Las actividades posteriores evitaban las rondas o el canto. Eso de agarrarse las manos y hacer círculos ya era vergonzoso a los nueve años. Y para mí era mejor: sufría de hiperhidrosis primaria. En la infancia desarrollas maneras curiosas de aplicar la creatividad, tal vez para reparar algo que rompes o para esconder lo que no quieres que vean. Yo aprendí a serlo mientras inventaba excusas para no tocar a nada ni a nadie con las palmas de mis manos, humedecidas sin razón. Cantar se volvió aburrido, así que lo mejor era correr sueltos en plaza, probar fuerzas y potencia, armar estrategias en plena carrera. Encantada, desencantada. Chapada. Contar hasta quince, esconderte y ‘ampay’ me salvo. Policías y ladrones. Un ruido amado: el timbre del recreo. Un mundo paralelo al que nunca me provocó pertenecer: las ligas y los yaxes. Como objetos de colección, al igual que las canicas, los yaxes me parecían hermosos. Fue un genio quien le dio forma de asterisco metálico con el suficiente peso y equilibrio para girar y girar.
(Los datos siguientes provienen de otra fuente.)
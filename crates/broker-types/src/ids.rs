//! Event id wire format: `<tenant>/<namespace>/<topic>-<sequence>`.
//!
//! A legacy single-segment form (`<topic>-<sequence>`) is accepted on input
//! for backward compatibility but is never produced by `encode`.

use std::fmt;

/// A decoded event id. `tenant`/`namespace` are `None` only when the id was
/// parsed from the legacy single-segment form.
#[derive(Debug, Clone, PartialEq, Eq)]
pub struct EventId {
    pub tenant: Option<String>,
    pub namespace: Option<String>,
    pub topic: String,
    pub sequence: u64,
}

impl EventId {
    pub fn new(tenant: impl Into<String>, namespace: impl Into<String>, topic: impl Into<String>, sequence: u64) -> Self {
        Self {
            tenant: Some(tenant.into()),
            namespace: Some(namespace.into()),
            topic: topic.into(),
            sequence,
        }
    }

    /// Parse any segment other than the trailing numeric sequence may contain
    /// any character except `/`; the sequence is split off the final `-`.
    pub fn parse(raw: &str) -> Result<Self, InvalidEventId> {
        let segments: Vec<&str> = raw.split('/').collect();
        let (scope, last) = match segments.as_slice() {
            [single] => (Vec::new(), *single),
            [rest @ .., last] => (rest.to_vec(), *last),
            [] => return Err(InvalidEventId(raw.to_string())),
        };

        let (topic, seq_str) = last
            .rsplit_once('-')
            .ok_or_else(|| InvalidEventId(raw.to_string()))?;
        let sequence: u64 = seq_str
            .parse()
            .map_err(|_| InvalidEventId(raw.to_string()))?;

        if topic.is_empty() {
            return Err(InvalidEventId(raw.to_string()));
        }

        match scope.as_slice() {
            [] => Ok(Self {
                tenant: None,
                namespace: None,
                topic: topic.to_string(),
                sequence,
            }),
            [tenant, namespace] => Ok(Self {
                tenant: Some(tenant.to_string()),
                namespace: Some(namespace.to_string()),
                topic: topic.to_string(),
                sequence,
            }),
            _ => Err(InvalidEventId(raw.to_string())),
        }
    }

    pub fn encode(&self) -> String {
        self.to_string()
    }
}

impl fmt::Display for EventId {
    fn fmt(&self, f: &mut fmt::Formatter<'_>) -> fmt::Result {
        match (&self.tenant, &self.namespace) {
            (Some(t), Some(n)) => write!(f, "{t}/{n}/{}-{}", self.topic, self.sequence),
            _ => write!(f, "{}-{}", self.topic, self.sequence),
        }
    }
}

#[derive(Debug, Clone, PartialEq, Eq, thiserror::Error)]
#[error("invalid event id: {0}")]
pub struct InvalidEventId(pub String);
Pero las ligas me parecían inútiles. Además, los niños se paraban al lado para, en algún descuido, poder verte el calzón. Si te percatabas de eso, al día siguiente sacrificabas la libertad por la seguridad de un hot pants de licra. Era mejor que andar angustiada todo el día por si el viento, por si la calle, por si el mundo. El juego de la liga seguro fue inventando por un mañoso.
Pero yo hablaba de pezones. A los nueve años todos los teníamos iguales. En la playa, los niños van tranquilos al agua con un short. Las niñas, en cambio, debemos usar un bikini o una ropa de baño de cuerpo entero. Si preguntas por qué, mientras miras tu pecho plano y liso y lo comparas con el de tus amigos o tus hermanos, solo te dirán que «tú no». Y punto, a esos, por entonces, dos puntos.
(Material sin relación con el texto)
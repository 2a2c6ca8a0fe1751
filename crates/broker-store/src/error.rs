use broker_schema::SchemaError;
use broker_types::ErrorCode;

#[derive(Debug, thiserror::Error)]
pub enum StoreError {
    #[error("topic {tenant}/{namespace}/{name} not found")]
    TopicNotFound { tenant: String, namespace: String, name: String },

    #[error("topic {tenant}/{namespace}/{name} already exists")]
    TopicAlreadyExists { tenant: String, namespace: String, name: String },

    #[error("no schema registered for event type {event_type} on topic {topic}")]
    SchemaNotFound { topic: String, event_type: String },

    #[error("schema update would remove event type {event_type}, which is still registered")]
    SchemaRemovalNotAllowed { event_type: String },

    #[error("payload of {size} bytes exceeds the {limit} byte limit")]
    PayloadTooLarge { size: usize, limit: usize },

    #[error(transparent)]
    Schema(#[from] SchemaError),

    #[error("io error: {0}")]
    Io(#[from] anyhow::Error),
}

impl ErrorCode for StoreError {
    fn code(&self) -> &'static str {
        match self {
            StoreError::TopicNotFound { .. } => "TOPIC_NOT_FOUND",
            StoreError::TopicAlreadyExists { .. } => "TOPIC_ALREADY_EXISTS",
            StoreError::SchemaNotFound { .. } => "SCHEMA_NOT_FOUND",
            StoreError::SchemaRemovalNotAllowed { .. } => "SCHEMA_REMOVAL_NOT_ALLOWED",
            StoreError::PayloadTooLarge { .. } => "PAYLOAD_TOO_LARGE",
            StoreError::Schema(inner) => inner.code(),
            StoreError::Io(_) => "IO_ERROR",
        }
    }
}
En los dibujos animados la situación tampoco era distinta. Cheetara era la única thundercat adulta, pero ni seña de ellos; Gigi, la niña de pelo rosado que se transformaba en una adolescente, daba vueltas dentro de un lazo ondulante, desnuda, y a lo mucho se le veía la raja del trasero. Terry Grandchester nos confundía a chicas y chicos por igual con la ambigüedad de esos ojos azules tembleques; Lady Oscar era un comandante francés, dura pero atractiva para todas (¿qué chica heterosexual no se enamoró de ella?); Los Caballeros del Zodiaco fueron la androginia en pleno esplendor, eran como los Locomía pero envueltos en metal, regios, sobre todo Shun de Andrómeda. Con ellos, uno aprendía de muerte, de guerra, la sangre salpicaba (muere Anthony, muere Stear, atropellan a Gigi, los Thundercats reparten golpes y zarpazos, Lady Oscar y André mueren acribillados en la toma de la Bastilla, ya de Los Caballeros del Zodiaco ni hablar), todo estaba normalizado... pero de los pezones, ni la sombra. Solo los de Sabrina, la italiana de «Summertime Love», (Boys Boys Boys), no en el video de la playa veneciana, sino en un desliz en televisión abierta, la Noche Buena de 1987. Un escándalo tan grande que fue nombrado el «Pezongate», con todas las líneas del canal colapsadas de llamadas de gente indignada por un pezón al aire (al aire x 2), un pezón que se escapó casual al cantar con un apretado escote y hacer un movimiento de baile, hasta podría decirse que fue uno de los pioneros del free the nipple. La popularidad de Sabrina se hundió en el fondo del mar Mediterráneo. Ah, pero el mismo año, las tetillas de Emmanuel fueron nominadas al Grammy, reproducidas en las carátulas de los cinco millones de discos (o diez millones de tetillas) que vendió y con «Toda la vida» como la número uno del ranking de la prestigiosa Billboard. Nadie se escandalizó por su desnudez. Del otro lado, pezones satanizados, sexualizados e invisibilizados. Ni los lactantes se salvan de la discriminación. Todo el lío que nos hubiera ahorrado la Barbie.